First, as a policymaking body, BB should not dictate what loans commercial banks provide, to which industries, or under what terms. The terms and purposes of loan facilities that a bank offers should depend on said bank’s assessment and relationship with its clients. Besides, working capital loans, mostly used to cover supply bills and wages when cash inflows are tight, are already offered by banks to sound businesses. Export-oriented status alone should not qualify a business for special term loans to pay salaries. One may argue that export-oriented industries received a similar incentive in April 2020 during the Covid pandemic. Although merchandise exports have slumped in recent months, the economy has not yet reached the same emergency state as during the pandemic. So, there is no reason export-oriented industries should need special support to pay wages and salaries now.

The other directive regarding the renewal of continuous loans is also worrisome as it has high potential for misuse. It says banks must start the renewal process of continuous or revolving loans at least two months before expiry, and renewal will still be allowed after expiry, with documentation justifying the delay. The circular issued in June 2025, during the tenure of the previous governor, Ahsan H Mansur, did not allow banks to renew loans after they expired. This meant banks had to review revolving loans well before their expiry, decide if the borrower might fail to repay, and set aside money to cover for any potential losses.

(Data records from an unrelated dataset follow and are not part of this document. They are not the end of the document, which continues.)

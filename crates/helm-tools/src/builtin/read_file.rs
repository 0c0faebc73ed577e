// Copyright (c) 2024-2026 Martin Schröder <info@swedishembedded.com>
//
// SPDX-License-Identifier: MIT
use async_trait::async_trait;
use serde_json::{json, Value};

use crate::context::ToolContext;
use crate::policy::ApprovalPolicy;
use crate::tool::{OutputCategory, Tool, ToolCall, ToolOutput};

/// Hard byte ceiling; a head+tail window is kept when a file exceeds it so
/// the model still sees both ends of a large file.
const MAX_BYTES: usize = 20_000;
const HEAD_BYTES: usize = 12_000;
const TAIL_BYTES: usize = 6_000;

pub struct ReadFileTool;

#[async_trait]
impl Tool for ReadFileTool {
    fn name(&self) -> &str {
        "read_file"
    }

    fn description(&self) -> &str {
        "Read a file from the local filesystem. Files larger than 20 KB are \
         returned as a head/tail window with a truncation marker in between."
    }

    fn parameters_schema(&self) -> Value {
        json!({
            "type": "object",
            "properties": {
                "path": { "type": "string", "description": "Absolute or relative path to the file" }
            },
            "required": ["path"]
        })
    }

    fn default_policy(&self) -> ApprovalPolicy {
        ApprovalPolicy::Auto
    }

    fn output_category(&self) -> OutputCategory {
        OutputCategory::FileContent
    }

    async fn execute(&self, call: &ToolCall, _ctx: &ToolContext) -> ToolOutput {
        let Some(path) = call.args.get("path").and_then(Value::as_str) else {
            return ToolOutput::err(&call.id, "missing required argument: path");
        };

        match tokio::fs::read_to_string(path).await {
            Ok(content) => ToolOutput::ok(&call.id, truncate(&content)),
            Err(e) => ToolOutput::err(&call.id, format!("failed to read {path}: {e}")),
        }
    }
}

fn truncate(content: &str) -> String {
    if content.len() <= MAX_BYTES {
        return content.to_string();
    }
    let head = &content[..HEAD_BYTES.min(content.len())];
    let tail_start = content.len().saturating_sub(TAIL_BYTES);
    let tail = &content[tail_start..];
    format!("{head}\n… [truncated {} bytes] …\n{tail}", content.len() - HEAD_BYTES - TAIL_BYTES)
}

With the rules relaxed by BB under the new governor, banks can delay loan renewals, provide documentation to justify the delay, and postpone setting aside provisions for potential losses. This creates room to conceal weak loans, inflate profits, and understate capital requirements—factors that have contributed to the high percentage of NPLs and the current fragility of the banking sector.

We warned about a potential conflict of interest when Md Mostaqur Rahman, a garment entrepreneur by profession, was appointed as the central bank governor. These two directives suggest that our concerns may not be unfounded. As the world awaits an impending economic crisis, we expect more cautious and prudent policy decisions from the central bank.